● PROBLEM TO SOLVE
Search the records for lines with the word "input" and copy each match.

Stored items:
/*!
Docvault CLI - operator interface for the Docvault backup and recovery engine.

Documents are read from and restored into a directory tree
(`<data-dir>/<collection>/<id>.json`); snapshot blobs live in the configured
backup store. The backup history is rebuilt from the store on every run.
*/

use anyhow::{bail, Context};
use clap::{Parser, Subcommand, ValueEnum};
use docvault_core::{
    init_observability_with, BackupEngine, BackupFilter, BackupKind, BackupRecord, EngineConfig,
    FsDataSource, RecoveryOptions, RecoveryRecord, RetentionPolicy, StorageConfig,
};
use std::path::PathBuf;
use std::sync::Arc;
use tabled::{Table, Tabled};
use tracing::{debug, error};

#[derive(Parser, Debug)]
#[command(name = "docvault")]
#[command(about = "Backup and recovery for document collections")]
#[command(version)]
struct Cli {
    /// JSON engine configuration file
    #[arg(short, long, global = true, env = "DOCVAULT_CONFIG")]
    config: Option<PathBuf>,

    /// Directory holding one sub-directory per collection
    #[arg(long, global = true, env = "DOCVAULT_DATA_DIR", default_value = "./data")]
    data_dir: PathBuf,

    /// Directory for snapshot blobs (overrides the configured storage)
    #[arg(long, global = true, env = "DOCVAULT_STORE_DIR")]
    store_dir: Option<PathBuf>,

    /// Enable verbose logging
    #[arg(short, long, global = true)]
    verbose: bool,

    /// Emit logs as JSON
    #[arg(long, global = true)]
    json_logs: bool,

    #[command(subcommand)]
    command: Commands,
}

#[derive(ValueEnum, Clone, Copy, Debug, PartialEq, Eq)]
enum KindArg {
    Full,
    Incremental,
}

impl From<KindArg> for BackupKind {
    fn from(kind: KindArg) -> Self {
        match kind {
            KindArg::Full => BackupKind::Full,
            KindArg::Incremental => BackupKind::Incremental,
        }
    }
}

#[derive(Subcommand, Debug)]
enum Commands {
    /// Create a backup
    Backup {
        #[arg(short, long, value_enum, default_value = "full")]
        kind: KindArg,
        /// Store the snapshot uncompressed
        #[arg(long)]
        no_compress: bool,
        /// Apply the retention policy afterwards
        #[arg(long)]
        auto_cleanup: bool,
        /// Comma-separated subset of collections
        #[arg(long, value_delimiter = ',')]
        collections: Vec<String>,
    },
    /// List backups
    List {
        #[arg(short, long, value_enum)]
        kind: Option<KindArg>,
        #[arg(short, long)]
        limit: Option<usize>,
        #[arg(long)]
        oldest_first: bool,
    },
    /// Show registry status and counters
    Status {
        /// Print as JSON
        #[arg(long)]
        json: bool,
    },
    /// Check a backup's integrity without restoring it
    Validate { backup_id: String },
    /// Restore a backup into the data directory
    Recover {
        backup_id: String,
        /// Report what would be restored without writing
        #[arg(long)]
        dry_run: bool,
        /// Restore even if validation fails
        #[arg(long)]
        force: bool,
        /// Comma-separated subset of collections
        #[arg(long, value_delimiter = ',')]
        collections: Vec<String>,
        #[arg(long, env = "USER")]
        requested_by: Option<String>,
    },
    /// Delete a backup
    Delete {
        backup_id: String,
        /// Skip confirmation prompt
        #[arg(short, long)]
        force: bool,
    },
    /// Apply the retention policy
    Cleanup {
        #[arg(long)]
        max_backups: Option<usize>,
        #[arg(long)]
        max_age_days: Option<u64>,
    },
}

#[derive(Tabled)]
struct BackupRow {
    #[tabled(rename = "ID")]
    id: String,
    #[tabled(rename = "Kind")]
    kind: String,
    #[tabled(rename = "Created")]
    created: String,
    #[tabled(rename = "Size")]
    size: String,
    #[tabled(rename = "Collections")]
    collections: String,
    #[tabled(rename = "Based On")]
    based_on: String,
}

impl From<&BackupRecord> for BackupRow {
    fn from(record: &BackupRecord) -> Self {
        Self {
            id: record.id.clone(),
            kind: record.kind.to_string(),
            created: format_timestamp(record.created_at),
            size: format_size(record.size_bytes),
            collections: record.collection_names.iter().cloned().collect::<Vec<_>>().join(","),
            based_on: record.based_on_id.clone().unwrap_or_else(|| "-".to_string()),
        }
    }
}

#[derive(Tabled)]
struct CollectionRow {
    #[tabled(rename = "Collection")]
    collection: String,
    #[tabled(rename = "Status")]
    status: String,
    #[tabled(rename = "Documents")]
    documents: usize,
    #[tabled(rename = "Error")]
    error: String,
}

fn main() -> anyhow::Result<()> {
    let cli = Cli::parse();

    let directive = if cli.verbose { "docvault=debug" } else { "docvault=info" };
    init_observability_with(cli.json_logs, directive)?;

    run(&cli)
}

fn run(cli: &Cli) -> anyhow::Result<()> {
    let engine = open_engine(cli)?;

    match &cli.command {
        Commands::Backup {
            kind,
            no_compress,
            auto_cleanup,
            collections,
        } => {
            let mut options = engine.backup_options();
            options.compress = !no_compress;
            options.auto_cleanup |= auto_cleanup;
            if !collections.is_empty() {
                options.collections = Some(collections.clone());
            }

            let record = engine.create_backup((*kind).into(), &options)?;
            println!("✓ Backup {} stored as {}", record.id, record.storage_key);
            println!("{}", Table::new([BackupRow::from(&record)]));
        }
        Commands::List {
            kind,
            limit,
            oldest_first,
        } => {
            let mut filter = BackupFilter::default();
            filter.kind = kind.map(Into::into);
            filter.limit = *limit;
            if *oldest_first {
                filter = filter.oldest_first();
            }

            let backups = engine.list_backups(&filter);
            if backups.is_empty() {
                println!("No backups found");
            } else {
                println!("{}", Table::new(backups.iter().map(BackupRow::from)));
            }
        }
        Commands::Status { json } => {
            let status = engine.status();
            if *json {
                println!("{}", serde_json::to_string_pretty(&status)?);
            } else {
                let counters = status.counters;
                println!("Backups stored: {}", status.backup_count);
                match &status.last_backup {
                    Some(last) => println!(
                        "Last backup:    {} ({}, {})",
                        last.id,
                        last.kind,
                        format_timestamp(last.created_at)
                    ),
                    None => println!("Last backup:    none"),
                }
                println!(
                    "Backups:        {} total, {} succeeded, {} failed (this run)",
                    counters.total_backups, counters.successful_backups, counters.failed_backups
                );
            }
        }
        Commands::Validate { backup_id } => {
            let result = engine.validate_backup(backup_id)?;
            if result.valid {
                println!("✓ Backup {backup_id} passed integrity checks");
            } else {
                for issue in &result.issues {
                    error!("  {}", issue);
                }
                bail!(
                    "Backup {backup_id} failed integrity checks ({} issue(s))",
                    result.issues.len()
                );
            }
        }
        Commands::Recover {
            backup_id,
            dry_run,
            force,
            collections,
            requested_by,
        } => {
            let options = RecoveryOptions {
                dry_run: *dry_run,
                collections: (!collections.is_empty()).then(|| collections.clone()),
                force: *force,
                requested_by: requested_by.clone(),
            };
            let record = engine.recover(backup_id, &options)?;
            print_recovery(&record);
        }
        Commands::Delete { backup_id, force } => {
            if !force && !confirm(&format!("Are you sure you want to delete backup '{backup_id}'?"))? {
                println!("Deletion cancelled");
                return Ok(());
            }
            let record = engine.delete_backup(backup_id)?;
            println!("✓ Backup {} deleted", record.id);
        }
        Commands::Cleanup {
            max_backups,
            max_age_days,
        } => {
            let policy = retention_policy(&engine.config().retention, *max_backups, *max_age_days);
            let report = engine.cleanup(&policy)?;
            println!("✓ Deleted {} backup(s)", report.deleted.len());
            for failure in &report.failed {
                println!("✗ Kept {}: {}", failure.backup_id, failure.error);
            }
            for base in &report.kept_as_base {
                println!("• Kept {base}: a newer incremental builds on it");
            }
        }
    }

    Ok(())
}

fn load_config(cli: &Cli) -> anyhow::Result<EngineConfig> {
    let mut config = match &cli.config {
        Some(path) => EngineConfig::from_file(path)?,
        None => {
            let names = FsDataSource::new(&cli.data_dir)
                .collection_names()
                .with_context(|| format!("Failed to scan {}", cli.data_dir.display()))?;
            if names.is_empty() {
                bail!(
                    "No collections found under {}; create them or pass --config",
                    cli.data_dir.display()
                );
            }
            EngineConfig::with_collection_names(names)
        }
    };

    if let Some(store_dir) = &cli.store_dir {
        config.storage = StorageConfig::local(store_dir);
    }
    config.validate()?;
    debug!(collections = config.collections.len(), "Loaded configuration");
    Ok(config)
}

fn open_engine(cli: &Cli) -> anyhow::Result<BackupEngine> {
    let config = load_config(cli)?;
    let source = Arc::new(FsDataSource::new(&cli.data_dir));
    let engine = BackupEngine::from_config(config, source)?;
    let found = engine.rehydrate()?;
    debug!(backups = found, "Backup history loaded");
    Ok(engine)
}

fn retention_policy(
    configured: &RetentionPolicy,
    max_backups: Option<usize>,
    max_age_days: Option<u64>,
) -> RetentionPolicy {
    let mut policy = configured.clone();
    if let Some(max) = max_backups {
        policy = policy.with_max_backups(max);
    }
    if let Some(days) = max_age_days {
        policy = policy.with_max_age_days(days);
    }
    policy
}

fn print_recovery(record: &RecoveryRecord) {
    let prefix = if record.dry_run { "[dry run] " } else { "" };
    println!(
        "{prefix}Recovery {} of {}: {:?}, {} document(s) restored in {} ms",
        record.id, record.backup_id, record.status, record.total_documents_restored, record.duration_ms
    );

    let rows = record.per_collection.iter().map(|(name, outcome)| CollectionRow {
        collection: name.clone(),
        status: format!("{:?}", outcome.status),
        documents: outcome.restored_count,
        error: outcome.error.clone().unwrap_or_default(),
    });
    println!("{}", Table::new(rows));
}

fn confirm(question: &str) -> anyhow::Result<bool> {
    use std::io::{self, Write};

    print!("{question} (y/N): ");
    io::stdout().flush()?;

    let mut input = String::new();
    io::stdin().read_line(&mut input)?;
    Ok(input.trim().to_lowercase().starts_with('y'))
}

fn format_size(bytes: u64) -> String {
    const UNITS: &[&str] = &["B", "KB", "MB", "GB", "TB"];
    let mut size = bytes as f64;
    let mut unit_index = 0;

    while size >= 1024.0 && unit_index < UNITS.len() - 1 {
        size /= 1024.0;
        unit_index += 1;
    }

    if unit_index == 0 {
        format!("{} {}", bytes, UNITS[unit_index])
    } else {
        format!("{:.1} {}", size, UNITS[unit_index])
    }
}

fn format_timestamp(timestamp: chrono::DateTime<chrono::Utc>) -> String {
    timestamp
        .with_timezone(&chrono::Local)
        .format("%Y-%m-%d %H:%M:%S")
        .to_string()
}

#[cfg(test)]
mod tests {
    use super::*;
    use docvault_core::{DataSource, DocumentRecord};
    use tempfile::TempDir;

    fn cli(args: &[&str]) -> Cli {
        Cli::try_parse_from(std::iter::once("docvault").chain(args.iter().copied())).unwrap()
    }

    #[test]
    fn test_format_size() {
        assert_eq!(format_size(512), "512 B");
        assert_eq!(format_size(2048), "2.0 KB");
        assert_eq!(format_size(5 * 1024 * 1024), "5.0 MB");
    }

    #[test]
    fn test_parse_backup_command() {
        let parsed = cli(&["backup", "--kind", "incremental", "--collections", "a,b", "--no-compress"]);
        match parsed.command {
            Commands::Backup {
                kind,
                no_compress,
                collections,
                ..
            } => {
                assert_eq!(kind, KindArg::Incremental);
                assert!(no_compress);
                assert_eq!(collections, vec!["a", "b"]);
            }
            other => panic!("Unexpected command {other:?}"),
        }
    }

    #[test]
    fn test_retention_overrides() {
        let policy = retention_policy(&RetentionPolicy::default(), Some(2), None);
        assert_eq!(policy.max_backups, Some(2));
        assert_eq!(policy.max_age_ms, RetentionPolicy::default().max_age_ms);
    }

    #[test]
    fn test_backup_then_recover_through_cli() {
        let data = TempDir::new().unwrap();
        let store = TempDir::new().unwrap();
        let source = FsDataSource::new(data.path());
        source
            .put_document("products", &DocumentRecord::new("p-1", Default::default()))
            .unwrap();

        let data_dir = data.path().to_str().unwrap();
        let store_dir = store.path().to_str().unwrap();
        let global = ["--data-dir", data_dir, "--store-dir", store_dir];
        let with = |extra: &[&str]| cli(&global.iter().copied().chain(extra.iter().copied()).collect::<Vec<_>>());

        run(&with(&["backup"])).unwrap();
        std::fs::remove_dir_all(data.path().join("products")).unwrap();
        std::fs::create_dir_all(data.path().join("products")).unwrap();

        let engine = open_engine(&with(&["status"])).unwrap();
        let backup_id = engine.list_backups(&BackupFilter::default())[0].id.clone();
        drop(engine);

        run(&with(&["validate", backup_id.as_str()])).unwrap();
        run(&with(&["recover", backup_id.as_str(), "--requested-by", "tests"])).unwrap();
        assert_eq!(source.list_documents("products").unwrap().len(), 1);
    }
}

● EXERCISE ANSWER
    let mut input = String::new();
    io::stdin().read_line(&mut input)?;
    Ok(input.trim().to_lowercase().starts_with('y'))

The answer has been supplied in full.